I just finished reading Cory Doctorow's book, "Information Doesn't Want to Be Free: Laws for the Internet Age."
One of his points is that copyright protection has typically served incumbents and currently serves dominant incumbents, more than it serves creators or consumers of art/news/fiction/etc.
The movie industry ended up in California because prior to that, a single company was the gatekeeper for movie-making: Edison, Inc. If Edison didn't sign off on your movie and get a licensing fee, he would sue. So the studios - Fox, Universal - fled to California where the courts were less interested in enforcing the patents of a New Jersey company. But once they had wrested control from Edison, believing it was just unacceptable that a single company should control all movies, they came to believe that the right number was six companies that should control all movies.
He says that at every turn, people said THIS will ruin THAT. Recorded music would destroy music as we know it. Then radio would destroy music as we know it. Then the internet and so forth.
As a person who makes his living from his copyrighted works, he is sympathetic to the idea that creators need to make money to create, but our system is skewed to reward publishers and, increasingly, intermediaries.
But he also points out that one thing he is sure of is that copying has always gotten easier and will continue to get easier. In fact, as he says, copying something will never be harder than it is right now, today.
That being the case, we need to think of compensation models and incentive structures that work in a world of costless copying. Trying to stop copying is simply not going to be a solution and the proposed solutions, digital locks (i.e. things like DRM) are typically now uses against creators and consumers and benefit the intermediaries more than anyone (have a collection of Kindle books? Now try to export it to read that on a Nook).
So I'm not sure what to make of all this. It's a threat to creators using the current model, but what model can we envision that promotes creators and avoids increasing concentration of power. AI, given the scale of investment required, will likely concentrate power even more than search did.
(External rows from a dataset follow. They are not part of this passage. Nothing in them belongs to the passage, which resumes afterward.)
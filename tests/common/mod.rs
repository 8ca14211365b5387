//! Shared models for the integration tests.

#![allow(dead_code)]

use pgrest::prelude::*;

// =============================================================================
// Enums
// =============================================================================

#[derive(PostgrestEnum, Debug, Clone, Copy, PartialEq)]
pub enum Role {
    Member,
    Admin,
}

#[derive(PostgrestEnum, Debug, Clone, Copy, PartialEq)]
#[repr(i16)]
pub enum Status {
    Banned = -1,
    Inactive = 3,
    Active,
}

// =============================================================================
// Users, posts and comments
// =============================================================================

#[derive(PostgrestModel, Debug, Clone)]
#[table(name = "users")]
pub struct User {
    #[column(primary_key)]
    pub id: i64,
    #[column(name = "full_name")]
    pub name: String,
    pub email: Option<String>,
    pub age: i32,
    pub tags: Vec<String>,
    pub role: Role,
    #[column(skip)]
    pub cached_label: Option<String>,
    #[reference(model = Post, foreign_key = "author_id", exclude)]
    pub posts: Vec<Post>,
}

#[derive(PostgrestModel, Debug, Clone)]
#[table(name = "posts")]
pub struct Post {
    #[column(primary_key)]
    pub id: i64,
    pub title: String,
    pub body: Option<String>,
    pub author_id: i64,
    pub views: i64,
    #[reference(model = User, foreign_key = "author_id", name = "author", inner)]
    pub author: Option<User>,
    #[reference(model = Comment)]
    pub comments: Vec<Comment>,
}

#[derive(PostgrestModel, Debug, Clone)]
#[table(name = "comments")]
pub struct Comment {
    #[column(primary_key)]
    pub id: i64,
    pub body: String,
    pub post_id: i64,
    #[reference(model = Post, foreign_key = "post_id", name = "post")]
    pub post: Option<Post>,
}

// =============================================================================
// Self reference
// =============================================================================

#[derive(PostgrestModel, Debug, Clone)]
#[table(name = "categories")]
pub struct Category {
    #[column(primary_key)]
    pub id: i64,
    pub name: String,
    pub parent_id: Option<i64>,
    #[reference(model = Category, foreign_key = "parent_id", name = "parent")]
    pub parent: Option<Box<Category>>,
}

// =============================================================================
// Diamond: shipment -> customer -> address, shipment -> warehouse -> address
// =============================================================================

#[derive(PostgrestModel, Debug, Clone)]
pub struct Shipment {
    #[column(primary_key)]
    pub id: i64,
    #[reference(model = Customer, foreign_key = "customer_id")]
    pub customer: Option<Customer>,
    #[reference(model = Warehouse, foreign_key = "warehouse_id")]
    pub warehouse: Option<Warehouse>,
}

#[derive(PostgrestModel, Debug, Clone)]
#[table(name = "customers")]
pub struct Customer {
    #[column(primary_key)]
    pub id: i64,
    pub name: String,
    pub address_id: i64,
    #[reference(model = Address, foreign_key = "address_id", name = "address")]
    pub address: Option<Address>,
}

#[derive(PostgrestModel, Debug, Clone)]
#[table(name = "warehouses")]
pub struct Warehouse {
    #[column(primary_key)]
    pub id: i64,
    pub code: String,
    pub address_id: i64,
    #[reference(model = Address, foreign_key = "address_id", name = "address")]
    pub address: Option<Address>,
}

#[derive(PostgrestModel, Debug, Clone)]
#[table(name = "addresses")]
pub struct Address {
    #[column(primary_key)]
    pub id: i64,
    pub city: String,
}

// =============================================================================
// Helpers
// =============================================================================

/// Renders the compiled filter of a typed predicate over `M`
pub fn render<M: Model>(predicate: Predicate<M>) -> (String, String) {
    let filter = pgrest::core::compile_predicate(predicate, M::schema()).unwrap();
    pgrest::core::render_filter(&filter)
}

pub fn pair(key: &str, value: &str) -> (String, String) {
    (key.to_owned(), value.to_owned())
}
And that gets me back to another thought. We have come to think of search as natural, normal, native to the internet. But is it? Should it be? Maybe the answer is that creators need to just opt out of search, block crawlers and find other ways to find audience.
If I'm a merchant of a unique item, I love it when Google or ChatGPT steals my content since ChatGPT doesn't sell dinosaur-shaped lawn chairs, but I do. If people learn about them due to text or images on Google, eventually they have to pay me, not Google, to get those lawn chairs. Steal away Google!
But if I am a writer or cartoonist, I want people on my site not some Google/Bing/Arc Browser.
So I can do the deal with the devil and let them crawl my site and repurpose my content on their site and hope that the leavings are enough for me, or I can tell them to stick it and find users some other way. But I don't have to let them in. I just have to let them in if I want to make a lot of money off the ads that surround and drown out my content. I'm not sure the right to that traffic is protected in the Constitution.
If you don't want your neighbors to use your tools, don't give them a key to the shed. Granted, my neighbors all have the key code to my house and storage area and I to theirs and that brings great benefits to us all. But it is a choice.
Lately, much of the material I read and listen to is either a Substack or a podcast that I learned about on X or on another podcast. And some of them I pay actual cash money for each month. No search engine or AI standing between us.